Figure 2.13 shows the different kinds of entities and their roles. The two major entity types are parameter entities and general entities. Parameter entities are used only in DTDs, so we'll describe them in Chapter 5. In this section, we'll focus on the other type, general entities. General entities are placeholders for any content that occurs at the level of or inside the root element of an XML document.

Figure 2.13. Taxonomy of entities

An entity consists of a name and a value. When an XML parser begins to process a document, it first reads a series of declarations, some of which define entities by associating a name with a value. The value is anything from a single character to a file of XML markup. As the parser scans the XML document, it encounters entity references, which are special markers derived from entity names. For each entity reference, the parser consults a table in memory for something with which to replace the marker. It replaces the entity reference with the appropriate replacement text or markup, then resumes parsing just before that point, so the new text is parsed too. Any entity references inside the replacement text are also replaced; this process repeats as many times as necessary.

Figure 2.14 shows that there are two kinds of syntax for entity references. The first, consisting of an ampersand (&), the entity name, and a semicolon (;), is for general entities. The second, distinguished by a percent sign (%) instead of the ampersand, is for parameter entities.

Figure 2.14. Syntax for entity references

The following is an example of a document that declares three general entities and references them in the text:

<?xml version="1.0"?>
<!DOCTYPE message SYSTEM "/xmlstuff/dtds/message.dtd"
[
  <!ENTITY client "Mr. Rufus Xavier Sasperilla">
  <!ENTITY agent "Ms. Sally Tashuns">
  <!ENTITY phone "<number>617-555-1299</number>">
]>
<message>
<opening>Dear &client;</opening>
<body>We have an exciting opportunity for you! A set of 
ocean-front cliff dwellings in Pi&#241;ata, Mexico have been
renovated as time-share vacation homes. They're going fast! To 
reserve a place for your holiday, call &agent; at &phone;. 
Hurry, &client;. Time is running out!</body>
</message>

The entities &client;, &agent;, and &phone; are declared in the internal subset of this document and referenced in the <message> element. A fourth entity, &#241;, is a numbered character entity that represents the character ñ.

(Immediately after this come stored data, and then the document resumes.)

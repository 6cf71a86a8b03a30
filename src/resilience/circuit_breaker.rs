//! Circuit breaker for origin retry throttling.
//!
//! # States
//! - Closed: normal operation, retries allowed
//! - Open: origin assumed down, retry budget forced to zero
//! - Half-Open: recovery timeout elapsed, next outcome decides
//!
//! # State Transitions
//! ```text
//! Closed → Open: consecutive failures >= threshold
//! Open → Half-Open: after recovery timeout
//! Half-Open → Closed: a request succeeds
//! Half-Open → Open: a request fails
//! ```
//!
//! # Design Decisions
//! - Per-origin breaker (not global)
//! - The breaker never rejects first attempts; it only removes retries so a
//!   struggling origin is not hit with amplified traffic

use std::sync::atomic::{AtomicU32, Ordering};
use std::sync::Mutex;
use std::time::{Duration, Instant};

#[derive(Debug, Clone, Copy, PartialEq, Eq)]
pub enum BreakerState {
    Closed,
    Open,
    HalfOpen,
}

#[derive(Debug)]
pub struct CircuitBreaker {
    threshold: u32,
    recovery: Duration,
    consecutive_failures: AtomicU32,
    opened_at: Mutex<Option<Instant>>,
}

impl CircuitBreaker {
    pub fn new(threshold: u32, recovery: Duration) -> Self {
        Self {
            threshold,
            recovery,
            consecutive_failures: AtomicU32::new(0),
            opened_at: Mutex::new(None),
        }
    }

    pub fn state(&self) -> BreakerState {
        let opened_at = self.opened_at.lock().unwrap_or_else(|e| e.into_inner());
        match *opened_at {
            None => BreakerState::Closed,
            Some(at) if at.elapsed() >= self.recovery => BreakerState::HalfOpen,
            Some(_) => BreakerState::Open,
        }
    }

    /// True while retries against the origin should be suppressed.
    pub fn is_open(&self) -> bool {
        self.state() == BreakerState::Open
    }

    pub fn record_success(&self) {
        self.consecutive_failures.store(0, Ordering::Relaxed);
        let mut opened_at = self.opened_at.lock().unwrap_or_else(|e| e.into_inner());
        if opened_at.take().is_some() {
            tracing::info!("Circuit breaker closed");
        }
    }

    pub fn record_failure(&self) {
        let failures = self.consecutive_failures.fetch_add(1, Ordering::Relaxed) + 1;
        let mut opened_at = self.opened_at.lock().unwrap_or_else(|e| e.into_inner());
        let half_open = matches!(*opened_at, Some(at) if at.elapsed() >= self.recovery);
        if (opened_at.is_none() && failures >= self.threshold) || half_open {
            *opened_at = Some(Instant::now());
            tracing::warn!(failures, "Circuit breaker opened");
        }
    }

    pub fn consecutive_failures(&self) -> u32 {
        self.consecutive_failures.load(Ordering::Relaxed)
    }
}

This entity is referenced but not declared; no declaration is necessary because numbered character entities are implicitly defined in XML as references to characters in the current character set. (For more information about character sets, see Chapter 7.) The XML parser simply replaces the entity with the correct character.

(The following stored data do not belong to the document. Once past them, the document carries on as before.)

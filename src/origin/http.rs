//! hyper-backed origin.
//!
//! # Responsibilities
//! - Admission: per-origin concurrency limit, per-server max connections
//! - Server selection through the origin's `BackendPool`
//! - Send requests with the pooled hyper-util client, streaming both bodies
//! - Classify transport failures into `ErrorType`
//! - Passive health marking and circuit breaking on release

use std::error::Error as StdError;
use std::net::SocketAddr;
use std::str::FromStr;
use std::sync::atomic::{AtomicU64, Ordering};
use std::sync::Arc;
use std::time::Duration;

use axum::body::Body as AxumBody;
use futures_util::future::BoxFuture;
use futures_util::StreamExt;
use http::uri::{Authority, PathAndQuery, Scheme};
use http::{Request, Uri};
use hyper_util::client::legacy::{connect::HttpConnector, Client};
use hyper_util::rt::TokioExecutor;

use crate::config::schema::{HealthCheckConfig, OriginConfig, RetryConfig};
use crate::context::RequestSession;
use crate::load_balancer::backend::{Backend, BackendConnectionGuard, ServerInfo};
use crate::load_balancer::pool::{BackendPool, SelectError};
use crate::message::{BodyError, Headers, HttpRequestMessage};
use crate::origin::{
    ConnectFailure, Origin, OriginConnection, OriginResponse, OutboundRequest, ReleaseOutcome,
    NO_RETRY_HEADER,
};
use crate::resilience::circuit_breaker::CircuitBreaker;
use crate::resilience::concurrency::{ConcurrencyLimiter, ConcurrencyPermit};
use crate::resilience::errors::{ErrorType, ProxyError};

pub type HttpClient = Client<HttpConnector, AxumBody>;

/// Build the pooled client used for one origin.
pub fn build_client(connect_timeout: Duration) -> HttpClient {
    let mut connector = HttpConnector::new();
    connector.set_connect_timeout(Some(connect_timeout));
    connector.set_nodelay(true);
    Client::builder(TokioExecutor::new()).build(connector)
}

#[derive(Debug, Clone, Copy)]
struct HealthThresholds {
    healthy: usize,
    unhealthy: usize,
}

/// An origin whose servers speak HTTP/1.1.
pub struct HttpOrigin {
    name: String,
    pool: BackendPool,
    client: HttpClient,
    max_retries: i32,
    limiter: Arc<ConcurrencyLimiter>,
    breaker: Arc<CircuitBreaker>,
    health: HealthThresholds,
    completed_requests: AtomicU64,
}

impl HttpOrigin {
    pub fn from_config(
        config: &OriginConfig,
        retries: &RetryConfig,
        health: &HealthCheckConfig,
        connect_timeout: Duration,
    ) -> Self {
        Self {
            name: config.name.clone(),
            pool: BackendPool::from_config(config),
            client: build_client(connect_timeout),
            max_retries: config.max_retries.unwrap_or(retries.default_max_retries),
            limiter: ConcurrencyLimiter::new(config.name.clone(), config.concurrency_limit),
            breaker: Arc::new(CircuitBreaker::new(
                retries.breaker_failure_threshold,
                Duration::from_secs(retries.breaker_recovery_secs),
            )),
            health: HealthThresholds {
                healthy: health.healthy_threshold as usize,
                unhealthy: health.unhealthy_threshold as usize,
            },
            completed_requests: AtomicU64::new(0),
        }
    }

    pub fn backends(&self) -> &[Arc<Backend>] {
        self.pool.all_backends()
    }

    pub fn breaker(&self) -> &CircuitBreaker {
        &self.breaker
    }

    pub fn completed_requests(&self) -> u64 {
        self.completed_requests.load(Ordering::Relaxed)
    }
}

/// Servers this request already tried, from its attempt ledger.
fn tried_servers(session: &RequestSession) -> Vec<SocketAddr> {
    session
        .attempts()
        .iter()
        .filter_map(|a| {
            let host = a.host.as_deref()?;
            let port = a.port?;
            format!("{host}:{port}").parse().ok()
        })
        .collect()
}

impl Origin for HttpOrigin {
    fn name(&self) -> &str {
        &self.name
    }

    fn connect<'a>(
        &'a self,
        request: &'a HttpRequestMessage,
        attempt: u32,
        _connect_timeout: Duration,
    ) -> BoxFuture<'a, Result<Box<dyn OriginConnection>, ConnectFailure>> {
        // TCP connect happens lazily inside the pooled client, bounded by the
        // connector's timeout.
        Box::pin(async move {
            let Some(permit) = self.limiter.try_acquire() else {
                return Err(ConnectFailure::new(
                    ProxyError::new(
                        ErrorType::OriginConcurrencyExceeded,
                        format!(
                            "origin {} exceeded its concurrency limit of {}",
                            self.name,
                            self.limiter.limit()
                        ),
                    ),
                    None,
                ));
            };

            let tried = tried_servers(request.session());
            let guard = self.pool.select(&tried).map_err(|e| match e {
                SelectError::NoServers(_) => ConnectFailure::new(
                    ProxyError::new(ErrorType::NoAvailableServers, e.to_string()),
                    None,
                ),
                SelectError::MaxConnections(ref server) => ConnectFailure::new(
                    ProxyError::new(ErrorType::OriginServerMaxConns, e.to_string()),
                    Some(server.clone()),
                ),
            })?;

            tracing::debug!(
                request_id = %request.session().id(),
                origin = %self.name,
                server = %guard.addr,
                attempt,
                "Acquired origin connection"
            );

            Ok(Box::new(HttpConnection {
                client: self.client.clone(),
                backend: Arc::clone(&guard.backend),
                server: guard.info.clone(),
                held: Some((guard, permit)),
                breaker: Arc::clone(&self.breaker),
                health: self.health,
            }) as Box<dyn OriginConnection>)
        })
    }

    fn max_retries_for_request(&self, _session: &RequestSession) -> i32 {
        self.max_retries
    }

    fn adjust_retry_policy_if_needed(&self, request: &mut HttpRequestMessage) {
        if self.breaker.is_open() && request.session().retry_budget() > 0 {
            tracing::info!(
                request_id = %request.session().id(),
                origin = %self.name,
                "Circuit open, disabling retries"
            );
            request.session_mut().set_retry_budget(0);
        }
    }

    fn origin_retry_policy_adjustment_if_needed(
        &self,
        request: &mut HttpRequestMessage,
        response: &OriginResponse,
    ) {
        if response.headers.contains_value(NO_RETRY_HEADER, "true") {
            tracing::debug!(
                request_id = %request.session().id(),
                origin = %self.name,
                "Origin asked not to retry"
            );
            request.session_mut().set_retry_budget(0);
        }
    }

    fn record_proxy_request_end(&self, session: &RequestSession) {
        self.completed_requests.fetch_add(1, Ordering::Relaxed);
        tracing::debug!(
            request_id = %session.id(),
            origin = %self.name,
            attempts = session.attempts().len(),
            "Proxy request finished"
        );
    }
}

struct HttpConnection {
    client: HttpClient,
    backend: Arc<Backend>,
    server: ServerInfo,
    /// Connection slot and origin permit; moved into the response body
    /// stream so they stay held until the body is done.
    held: Option<(BackendConnectionGuard, ConcurrencyPermit)>,
    breaker: Arc<CircuitBreaker>,
    health: HealthThresholds,
}

impl HttpConnection {
    fn build_request(&self, outbound: OutboundRequest) -> Result<Request<AxumBody>, ProxyError> {
        let invalid = |e: &dyn std::fmt::Display| {
            ProxyError::new(ErrorType::Other, format!("invalid outbound request: {e}"))
        };

        let authority = Authority::from_str(&self.backend.addr.to_string()).map_err(|e| invalid(&e))?;
        let path = PathAndQuery::from_str(&outbound.path_and_query).map_err(|e| invalid(&e))?;
        let uri = Uri::builder()
            .scheme(Scheme::HTTP)
            .authority(authority)
            .path_and_query(path)
            .build()
            .map_err(|e| invalid(&e))?;

        let mut request = Request::builder()
            .method(outbound.method)
            .uri(uri)
            .body(if outbound.has_body {
                AxumBody::from_stream(outbound.body)
            } else {
                AxumBody::empty()
            })
            .map_err(|e| invalid(&e))?;
        *request.headers_mut() = outbound.headers.to_header_map();
        Ok(request)
    }
}

impl OriginConnection for HttpConnection {
    fn server(&self) -> &ServerInfo {
        &self.server
    }

    fn send(&mut self, outbound: OutboundRequest) -> BoxFuture<'_, Result<OriginResponse, ProxyError>> {
        Box::pin(async move {
            let request = self.build_request(outbound)?;
            let response = self.client.request(request).await.map_err(classify)?;

            let (parts, incoming) = response.into_parts();
            let held = self.held.take();
            let body = AxumBody::new(incoming)
                .into_data_stream()
                .map(move |chunk| {
                    let _held = &held;
                    chunk.map_err(|e| BodyError::Read(e.to_string()))
                })
                .boxed();

            Ok(OriginResponse {
                status: parts.status.as_u16(),
                headers: Headers::from(&parts.headers),
                body,
            })
        })
    }

    fn release(self: Box<Self>, outcome: ReleaseOutcome) {
        match outcome {
            ReleaseOutcome::Success => {
                self.backend.mark_success(self.health.healthy);
                self.breaker.record_success();
            }
            ReleaseOutcome::ServerError | ReleaseOutcome::Broken => {
                self.backend.mark_failure(self.health.unhealthy);
                self.breaker.record_failure();
            }
            ReleaseOutcome::Abandoned => {}
        }
        tracing::trace!(server = %self.backend.addr, ?outcome, "Released origin connection");
    }
}

/// Map a client error onto the proxy failure taxonomy.
fn classify(err: hyper_util::client::legacy::Error) -> ProxyError {
    if err.is_connect() {
        return ProxyError::new(ErrorType::ConnectError, "failed to connect to origin").with_cause(err);
    }

    let mut source: Option<&(dyn StdError + 'static)> = err.source();
    while let Some(e) = source {
        if let Some(hyper_err) = e.downcast_ref::<hyper::Error>() {
            if hyper_err.is_incomplete_message() || hyper_err.is_closed() || hyper_err.is_canceled() {
                return ProxyError::new(ErrorType::ResetConnection, "origin closed the connection")
                    .with_cause(err);
            }
            if hyper_err.is_timeout() {
                return ProxyError::new(ErrorType::ReadTimeout, "origin timed out").with_cause(err);
            }
        }
        if let Some(io) = e.downcast_ref::<std::io::Error>() {
            use std::io::ErrorKind::*;
            if matches!(io.kind(), ConnectionReset | ConnectionAborted | BrokenPipe | UnexpectedEof) {
                return ProxyError::new(ErrorType::ResetConnection, "origin reset the connection")
                    .with_cause(err);
            }
        }
        source = e.source();
    }

    ProxyError::new(ErrorType::Other, "origin request failed").with_cause(err)
}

The previous example looks like this with all the entities resolved:

<?xml version="1.0"?>
<!DOCTYPE message SYSTEM "/xmlstuff/dtds/message.dtd">
<message>
<opening>Dear Mr. Rufus Xavier Sasperilla</opening>
<body>We have an exciting opportunity for you! A set of 
ocean-front cliff dwellings in Piñata, Mexico have been
renovated as time-share vacation homes. They're going fast! To 
reserve a place for your holiday, call Ms. Sally Tashuns at
<number>617-555-1299</number>.
Hurry, Mr. Rufus Xavier Sasperilla. Time is running out!</body>
</message>

All entities (besides predefined ones) must be declared before they are used in a document. Two acceptable places to declare them are in the internal subset, which is ideal for local entities, and in an external DTD, which is more suitable for entities shared between documents. If the parser runs across an entity reference that hasn't been declared, either implicitly (a predefined entity) or explicitly, it can't insert replacement text in the document because it doesn't know what to replace the entity with. This error prevents the document from being well-formed.

2.5.1. Character Entities

Entities that contain a single character are called, naturally, character entities. These fall into several groups:


Predefined character entities

Some characters cannot be used in the text of an XML document because they conflict with the special markup delimiters. For example, angle brackets (<>) are used to delimit element tags. The XML specification provides the following predefined character entities, so you can express these characters safely:

NameValue
amp&
apos'
gt>
lt<
quot"


Numbered character entities

XML supports Unicode, a huge character set with tens of thousands of different symbols, letters, and ideograms. You should be able to use any Unicode character in your document. The problem is how enter a nonstandard character from a keyboard with less than 100 keys, or how to represent one in a text-only editor display. One solution is to use a numbered character entity, an entity whose name is of the form #n, where n is a number that represents the character's position in the Unicode character set.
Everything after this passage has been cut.